▸ **AIM OF THE TASK**: Pull out every line in the data that has the string "CreateUser" in it.

PROVIDED ENTRIES below:

//! Property-based tests for vote reconciliation arithmetic.
//!
//! An in-memory ledger replays random vote sequences through
//! `VoteTransition` exactly the way the database path does, and checks:
//! 1. Counters always equal a recount of the ledger
//! 2. `vote_score == upvotes - downvotes` after every step
//! 3. Re-casting the current vote changes nothing
//! 4. A flip moves one vote from one counter to the other

use std::collections::HashMap;

use proptest::prelude::*;

use moviehub_shared::tally::{VoteCounters, VoteTransition, VoteType};

const USERS: u8 = 6;
const MOVIES: u8 = 3;

/// Ledger plus denormalized counters, mutated only through transitions
#[derive(Debug, Default)]
struct Board {
    ledger: HashMap<(u8, u8), VoteType>,
    counters: HashMap<u8, VoteCounters>,
}

impl Board {
    fn cast(&mut self, user: u8, movie: u8, vote_type: VoteType) -> VoteTransition {
        let existing = self.ledger.get(&(user, movie)).copied();
        let transition = VoteTransition::between(existing, vote_type);

        self.ledger.insert((user, movie), transition.resulting_vote());
        let counters = self.counters.entry(movie).or_default();
        *counters = counters.apply(transition.delta());

        transition
    }

    fn counters(&self, movie: u8) -> VoteCounters {
        self.counters.get(&movie).copied().unwrap_or_default()
    }

    fn recount(&self, movie: u8) -> VoteCounters {
        let (up, down) = self
            .ledger
            .iter()
            .filter(|((_, m), _)| *m == movie)
            .fold((0, 0), |(up, down), (_, vote)| match vote {
                VoteType::Up => (up + 1, down),
                VoteType::Down => (up, down + 1),
            });
        VoteCounters::new(up, down)
    }
}

// =============================================================================
// Strategy helpers
// =============================================================================

fn vote_type_strategy() -> impl Strategy<Value = VoteType> {
    prop_oneof![Just(VoteType::Up), Just(VoteType::Down)]
}

fn cast_strategy() -> impl Strategy<Value = (u8, u8, VoteType)> {
    (0..USERS, 0..MOVIES, vote_type_strategy())
}

fn history_strategy(max_len: usize) -> impl Strategy<Value = Vec<(u8, u8, VoteType)>> {
    prop::collection::vec(cast_strategy(), 0..=max_len)
}

// =============================================================================
// Counters match the ledger after any history
// =============================================================================
proptest! {
    #![proptest_config(ProptestConfig::with_cases(256))]

    #[test]
    fn counters_always_match_ledger(history in history_strategy(64)) {
        let mut board = Board::default();

        for (user, movie, vote_type) in history {
            board.cast(user, movie, vote_type);

            let counters = board.counters(movie);
            prop_assert!(counters.is_consistent());
            prop_assert!(counters.upvotes >= 0 && counters.downvotes >= 0);
            prop_assert_eq!(counters, board.recount(movie));
        }

        for movie in 0..MOVIES {
            prop_assert_eq!(board.counters(movie), board.recount(movie));
        }
    }
}

// =============================================================================
// Each voter counts once per movie, however often they vote
// =============================================================================
proptest! {
    #![proptest_config(ProptestConfig::with_cases(256))]

    #[test]
    fn one_ledger_entry_per_pair(history in history_strategy(64)) {
        let mut board = Board::default();
        for (user, movie, vote_type) in &history {
            board.cast(*user, *movie, *vote_type);
        }

        for movie in 0..MOVIES {
            let voters = history.iter().filter(|(_, m, _)| *m == movie).map(|(u, _, _)| *u);
            let distinct = voters.collect::<std::collections::HashSet<_>>().len() as i32;
            let counters = board.counters(movie);
            prop_assert_eq!(counters.upvotes + counters.downvotes, distinct);
        }
    }
}

// =============================================================================
// Re-casting the same vote is a no-op
// =============================================================================
proptest! {
    #![proptest_config(ProptestConfig::with_cases(256))]

    #[test]
    fn repeat_vote_is_idempotent(
        history in history_strategy(32),
        (user, movie, vote_type) in cast_strategy(),
    ) {
        let mut board = Board::default();
        for (u, m, v) in history {
            board.cast(u, m, v);
        }

        board.cast(user, movie, vote_type);
        let before = board.counters(movie);

        let repeat = board.cast(user, movie, vote_type);
        prop_assert_eq!(repeat, VoteTransition::Unchanged(vote_type));
        prop_assert_eq!(board.counters(movie), before);
    }
}

// =============================================================================
// Flip law: one counter down by one, the other up by one, score moves by two
// =============================================================================
proptest! {
    #![proptest_config(ProptestConfig::with_cases(256))]

    #[test]
    fn flip_moves_exactly_one_vote(
        history in history_strategy(32),
        (user, movie, vote_type) in cast_strategy(),
    ) {
        let mut board = Board::default();
        for (u, m, v) in history {
            board.cast(u, m, v);
        }

        board.cast(user, movie, vote_type);
        let before = board.counters(movie);

        let flip = board.cast(user, movie, vote_type.opposite());
        prop_assert_eq!(flip, VoteTransition::Flip { from: vote_type, to: vote_type.opposite() });

        let after = board.counters(movie);
        let expected_score_change = match vote_type {
            VoteType::Up => -2,
            VoteType::Down => 2,
        };
        prop_assert_eq!(after.upvotes + after.downvotes, before.upvotes + before.downvotes);
        prop_assert_eq!(after.vote_score - before.vote_score, expected_score_change);
    }
}

// =============================================================================
// Other movies are untouched by a cast
// =============================================================================
proptest! {
    #![proptest_config(ProptestConfig::with_cases(128))]

    #[test]
    fn cast_only_touches_its_movie(
        history in history_strategy(32),
        (user, movie, vote_type) in cast_strategy(),
    ) {
        let mut board = Board::default();
        for (u, m, v) in history {
            board.cast(u, m, v);
        }

        let others: Vec<(u8, VoteCounters)> = (0..MOVIES)
            .filter(|m| *m != movie)
            .map(|m| (m, board.counters(m)))
            .collect();

        board.cast(user, movie, vote_type);

        for (m, counters) in others {
            prop_assert_eq!(board.counters(m), counters);
        }
    }
}
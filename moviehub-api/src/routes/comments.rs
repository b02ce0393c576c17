/// Comment endpoints
///
/// # Endpoints
///
/// - `POST /api/comments/:movie_id` - Comment on a movie
/// - `DELETE /api/comments/:comment_id` - Delete a comment (author or admin)
///
/// Both routes share the `/:id` path segment; its meaning depends on the
/// method.

use crate::{
    app::AppState,
    error::{ApiError, ApiResult},
    extract::{ApiJson, ApiPath},
    validation::not_blank,
};
use axum::{extract::State, http::StatusCode, Extension, Json};
use moviehub_shared::{
    auth::{authorization::can_delete_comment, middleware::AuthContext},
    models::comment::{Comment, CommentWithAuthor, CreateComment, MAX_COMMENT_LENGTH},
};
use serde::{Deserialize, Serialize};
use tracing::info;
use uuid::Uuid;
use validator::Validate;

#[derive(Debug, Deserialize, Validate)]
pub struct AddCommentRequest {
    #[validate(
        length(max = MAX_COMMENT_LENGTH, message = "Comment must be at most 2000 characters"),
        custom(function = "not_blank", message = "Comment body is required")
    )]
    pub body: String,
}

#[derive(Debug, Serialize)]
pub struct MessageResponse {
    pub message: String,
}

impl MessageResponse {
    pub fn new(message: impl Into<String>) -> Self {
        Self {
            message: message.into(),
        }
    }
}

/// Add a comment
///
/// # Endpoint
///
/// ```text
/// POST /api/comments/:movie_id
/// Authorization: Bearer <token>
///
/// { "body": "Loved the ending." }
/// ```
///
/// # Errors
///
/// - `422 Unprocessable Entity`: Empty or over-long body
/// - `404 Not Found`: Movie doesn't exist
pub async fn add_comment(
    State(state): State<AppState>,
    Extension(auth): Extension<AuthContext>,
    ApiPath(movie_id): ApiPath<Uuid>,
    ApiJson(req): ApiJson<AddCommentRequest>,
) -> ApiResult<(StatusCode, Json<CommentWithAuthor>)> {
    req.validate()?;

    let comment = Comment::create(
        &state.db,
        CreateComment {
            user_id: auth.user_id,
            movie_id,
            body: req.body,
        },
    )
    .await?;

    Ok((StatusCode::CREATED, Json(comment)))
}

/// Delete a comment
///
/// Allowed for the comment's author and for admins.
///
/// # Errors
///
/// - `404 Not Found`: Comment doesn't exist
/// - `403 Forbidden`: Caller is neither the author nor an admin
pub async fn delete_comment(
    State(state): State<AppState>,
    Extension(auth): Extension<AuthContext>,
    ApiPath(comment_id): ApiPath<Uuid>,
) -> ApiResult<Json<MessageResponse>> {
    let comment = Comment::find_by_id(&state.db, comment_id)
        .await?
        .ok_or_else(|| ApiError::NotFound("Comment not found".to_string()))?;

    can_delete_comment(&auth, comment.user_id)?;

    if !Comment::delete(&state.db, comment_id).await? {
        // Removed by someone else between the lookup and the delete
        return Err(ApiError::NotFound("Comment not found".to_string()));
    }

    info!(%comment_id, user_id = %auth.user_id, "Comment deleted");

    Ok(Json(MessageResponse::new("Comment deleted")))
}

#[cfg(test)]
mod tests {
    use super::*;

    #[test]
    fn test_add_comment_validation() {
        assert!(AddCommentRequest {
            body: "Loved it".to_string()
        }
        .validate()
        .is_ok());

        assert!(AddCommentRequest {
            body: " \n ".to_string()
        }
        .validate()
        .is_err());

        assert!(AddCommentRequest {
            body: "a".repeat(MAX_COMMENT_LENGTH as usize + 1)
        }
        .validate()
        .is_err());

        assert!(AddCommentRequest {
            body: "a".repeat(MAX_COMMENT_LENGTH as usize)
        }
        .validate()
        .is_ok());
    }
}
/// Application state and router builder
///
/// This module defines the shared application state and provides
/// a function to build the Axum router with all routes and middleware.
///
/// # Example
///
/// ```no_run
/// use moviehub_api::{app::AppState, config::Config};
/// use sqlx::PgPool;
///
/// # async fn example() -> anyhow::Result<()> {
/// let config = Config::from_env()?;
/// let pool = PgPool::connect(&config.database.url).await?;
/// let state = AppState::new(pool, config);
/// let app = moviehub_api::app::build_router(state);
/// # Ok(())
/// # }
/// ```

use crate::{
    config::Config,
    middleware::{
        auth::{jwt_auth_layer, require_admin_layer},
        error_detail::ErrorDetailLayer,
    },
};
use axum::{
    http::{header, HeaderValue, Method},
    routing::{delete, get, post, put},
    Router,
};
use chrono::Duration;
use moviehub_shared::{
    auth::jwt::{self, Claims, JwtError},
    models::user::User,
};
use sqlx::PgPool;
use std::sync::Arc;
use tower_http::{
    cors::CorsLayer,
    trace::{DefaultMakeSpan, DefaultOnResponse, TraceLayer},
};
use tracing::{warn, Level};

/// Shared application state
///
/// Cloned for each request handler via Axum's `State` extractor.
#[derive(Clone)]
pub struct AppState {
    /// Database connection pool
    pub db: PgPool,

    /// Application configuration
    pub config: Arc<Config>,
}

impl AppState {
    pub fn new(db: PgPool, config: Config) -> Self {
        Self {
            db,
            config: Arc::new(config),
        }
    }

    /// Gets JWT secret for token operations
    pub fn jwt_secret(&self) -> &str {
        &self.config.jwt.secret
    }

    /// Issues a session token for `user` with the configured lifetime
    pub fn issue_token(&self, user: &User) -> Result<String, JwtError> {
        let claims = Claims::with_expiration(
            user.id,
            user.role,
            Duration::hours(self.config.jwt.expiry_hours),
        );
        jwt::create_token(&claims, self.jwt_secret())
    }
}

/// Builds the complete Axum router with all routes and middleware
///
/// # Architecture
///
/// ```text
/// /
/// ├── /health                          # Health check (public)
/// └── /api/
///     ├── /auth/
///     │   ├── POST /register
///     │   ├── POST /login
///     │   └── GET  /me                 # (user)
///     ├── /movies/
///     │   ├── GET  /                   # ?search=&sort=&limit=
///     │   ├── GET  /:id                # movie + comments
///     │   └── POST /                   # (user)
///     ├── /votes/                      # (user)
///     │   ├── POST /:movie_id
///     │   └── GET  /:movie_id/user-vote
///     ├── /comments/                   # (user)
///     │   ├── POST   /:movie_id
///     │   └── DELETE /:comment_id      # author or admin
///     └── /admin/                      # (admin)
///         ├── GET    /stats
///         ├── GET    /top-movies
///         ├── DELETE /movies/:id
///         ├── DELETE /comments/:id
///         ├── GET    /users
///         └── PUT    /users/:id/role
/// ```
///
/// # Middleware Stack
///
/// Applied in order (bottom to top):
/// 1. Logging (tower-http TraceLayer)
/// 2. CORS (tower-http CorsLayer)
/// 3. Internal error detail (development only)
/// 4. Authentication (per-route basis)
pub fn build_router(state: AppState) -> Router {
    use crate::routes;

    let jwt = || axum::middleware::from_fn_with_state(state.clone(), jwt_auth_layer);

    let health_routes = Router::new().route("/health", get(routes::health::health_check));

    let auth_routes = Router::new()
        .route("/register", post(routes::auth::register))
        .route("/login", post(routes::auth::login))
        .merge(
            Router::new()
                .route("/me", get(routes::auth::me))
                .route_layer(jwt()),
        );

    let movie_routes = Router::new()
        .route("/", get(routes::movies::list_movies))
        .route("/:id", get(routes::movies::get_movie))
        .merge(
            Router::new()
                .route("/", post(routes::movies::create_movie))
                .route_layer(jwt()),
        );

    let vote_routes = Router::new()
        .route("/:movie_id", post(routes::votes::cast_vote))
        .route("/:movie_id/user-vote", get(routes::votes::get_user_vote))
        .route_layer(jwt());

    let comment_routes = Router::new()
        .route(
            "/:id",
            post(routes::comments::add_comment).delete(routes::comments::delete_comment),
        )
        .route_layer(jwt());

    let admin_routes = Router::new()
        .route("/stats", get(routes::admin::stats))
        .route("/top-movies", get(routes::admin::top_movies))
        .route("/movies/:id", delete(routes::admin::delete_movie))
        .route("/comments/:id", delete(routes::admin::delete_comment))
        .route("/users", get(routes::admin::list_users))
        .route("/users/:id/role", put(routes::admin::set_user_role))
        .route_layer(axum::middleware::from_fn_with_state(
            state.clone(),
            require_admin_layer,
        ));

    let api_routes = Router::new()
        .nest("/auth", auth_routes)
        .nest("/movies", movie_routes)
        .nest("/votes", vote_routes)
        .nest("/comments", comment_routes)
        .nest("/admin", admin_routes);

    let cors = cors_layer(&state.config);

    Router::new()
        .merge(health_routes)
        .nest("/api", api_routes)
        .layer(
            TraceLayer::new_for_http()
                .make_span_with(DefaultMakeSpan::new().level(Level::INFO))
                .on_response(DefaultOnResponse::new().level(Level::INFO)),
        )
        .layer(cors)
        .layer(ErrorDetailLayer::new(state.config.is_development()))
        .with_state(state)
}

fn cors_layer(config: &Config) -> CorsLayer {
    if config.allows_any_origin() {
        return CorsLayer::permissive();
    }

    let origins: Vec<HeaderValue> = config
        .api
        .cors_origins
        .iter()
        .filter_map(|origin| {
            origin
                .parse()
                .inspect_err(|_| warn!(%origin, "Ignoring unparseable CORS origin"))
                .ok()
        })
        .collect();

    CorsLayer::new()
        .allow_origin(origins)
        .allow_methods([
            Method::GET,
            Method::POST,
            Method::PUT,
            Method::DELETE,
            Method::OPTIONS,
        ])
        .allow_headers([header::AUTHORIZATION, header::CONTENT_TYPE])
        .allow_credentials(true)
        .max_age(std::time::Duration::from_secs(3600))
}
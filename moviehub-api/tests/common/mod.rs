//! Common test utilities for API tests
//!
//! Two ways to get a router:
//! - [`offline_app`]: a pool that never connects, for requests that are
//!   answered before touching the database
//! - [`TestContext::new`]: a real PostgreSQL database from `DATABASE_URL`

#![allow(dead_code)]

use axum::body::Body;
use axum::http::{header, Method, Request, StatusCode};
use axum::Router;
use moviehub_api::app::{build_router, AppState};
use moviehub_api::config::Config;
use moviehub_shared::auth::jwt::{create_token, Claims};
use moviehub_shared::auth::password::hash_password;
use moviehub_shared::models::user::{CreateUser, User, UserRole};
use serde_json::Value;
use sqlx::postgres::PgPoolOptions;
use sqlx::PgPool;
use std::time::Duration;
use tower::ServiceExt;
use uuid::Uuid;

pub const SECRET: &str = "test-secret-key-at-least-32-bytes-long";

/// Nothing listens on port 1
const UNREACHABLE_DATABASE_URL: &str = "postgresql://moviehub@127.0.0.1:1/moviehub";

/// Builds a test configuration
pub fn test_config(database_url: &str, app_env: &str) -> Config {
    let database_url = database_url.to_string();
    let app_env = app_env.to_string();

    Config::from_lookup(|key| match key {
        "DATABASE_URL" => Some(database_url.clone()),
        "JWT_SECRET" => Some(SECRET.to_string()),
        "APP_ENV" => Some(app_env.clone()),
        _ => None,
    })
    .expect("test configuration is valid")
}

/// Router whose database is unreachable; queries time out after a second
pub fn offline_app(app_env: &str) -> Router {
    let db = PgPoolOptions::new()
        .acquire_timeout(Duration::from_secs(1))
        .connect_lazy(UNREACHABLE_DATABASE_URL)
        .expect("lazy pool accepts the URL");

    build_router(AppState::new(db, test_config(UNREACHABLE_DATABASE_URL, app_env)))
}

/// Signs a session token the way login does
pub fn token_for(user_id: Uuid, role: UserRole) -> String {
    create_token(&Claims::new(user_id, role), SECRET).expect("token signs")
}

/// Sends a request and returns the status and JSON body (`Null` if empty)
pub async fn send(
    app: &Router,
    method: Method,
    uri: &str,
    token: Option<&str>,
    body: Option<Value>,
) -> (StatusCode, Value) {
    let mut builder = Request::builder().method(method).uri(uri);

    if let Some(token) = token {
        builder = builder.header(header::AUTHORIZATION, format!("Bearer {}", token));
    }

    let request = match body {
        Some(body) => builder
            .header(header::CONTENT_TYPE, "application/json")
            .body(Body::from(body.to_string())),
        None => builder.body(Body::empty()),
    }
    .unwrap();

    send_request(app, request).await
}

/// Sends a prepared request and returns the status and JSON body
pub async fn send_request(app: &Router, request: Request<Body>) -> (StatusCode, Value) {
    let response = app.clone().oneshot(request).await.unwrap();
    let status = response.status();

    let bytes = axum::body::to_bytes(response.into_body(), usize::MAX)
        .await
        .unwrap();
    let json = if bytes.is_empty() {
        Value::Null
    } else {
        serde_json::from_slice(&bytes).unwrap_or_else(|_| {
            panic!("non-JSON body ({}): {}", status, String::from_utf8_lossy(&bytes))
        })
    };

    (status, json)
}

/// Test context backed by a real database
pub struct TestContext {
    pub db: PgPool,
    pub app: Router,
}

impl TestContext {
    /// Connects to `DATABASE_URL`, migrates, and builds the router
    pub async fn new() -> anyhow::Result<Self> {
        dotenvy::dotenv().ok();
        let url = std::env::var("DATABASE_URL")?;

        let db = PgPool::connect(&url).await?;

        // Path is relative to Cargo.toml, not this file
        sqlx::migrate!("../migrations").run(&db).await?;

        let app = build_router(AppState::new(db.clone(), test_config(&url, "production")));

        Ok(Self { db, app })
    }

    /// Registers a fresh user through the API and returns `(user_id, token)`
    pub async fn register(&self, name: &str) -> (Uuid, String) {
        let (status, body) = send(
            &self.app,
            Method::POST,
            "/api/auth/register",
            None,
            Some(serde_json::json!({
                "name": name,
                "email": unique_email(name),
                "password": "popcorn42",
            })),
        )
        .await;

        assert_eq!(status, StatusCode::CREATED, "register failed: {}", body);

        let user_id = body["user"]["id"].as_str().unwrap().parse().unwrap();
        let token = body["token"].as_str().unwrap().to_string();
        (user_id, token)
    }

    /// Creates an admin directly in the store and returns `(user_id, token)`
    pub async fn admin(&self) -> anyhow::Result<(Uuid, String)> {
        let admin = User::create(
            &self.db,
            CreateUser {
                name: "Test Admin".to_string(),
                email: unique_email("admin"),
                password_hash: hash_password("admin-password")?,
                role: UserRole::Admin,
            },
        )
        .await?;

        Ok((admin.id, token_for(admin.id, UserRole::Admin)))
    }
}

/// Email address no other test run will use
pub fn unique_email(prefix: &str) -> String {
    format!("{}-{}@example.com", prefix.to_lowercase().replace(' ', "-"), Uuid::new_v4())
}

End of PROVIDED ENTRIES.

▸ **WRITTEN REPLY**:
use moviehub_shared::models::user::{CreateUser, User, UserRole};
            CreateUser {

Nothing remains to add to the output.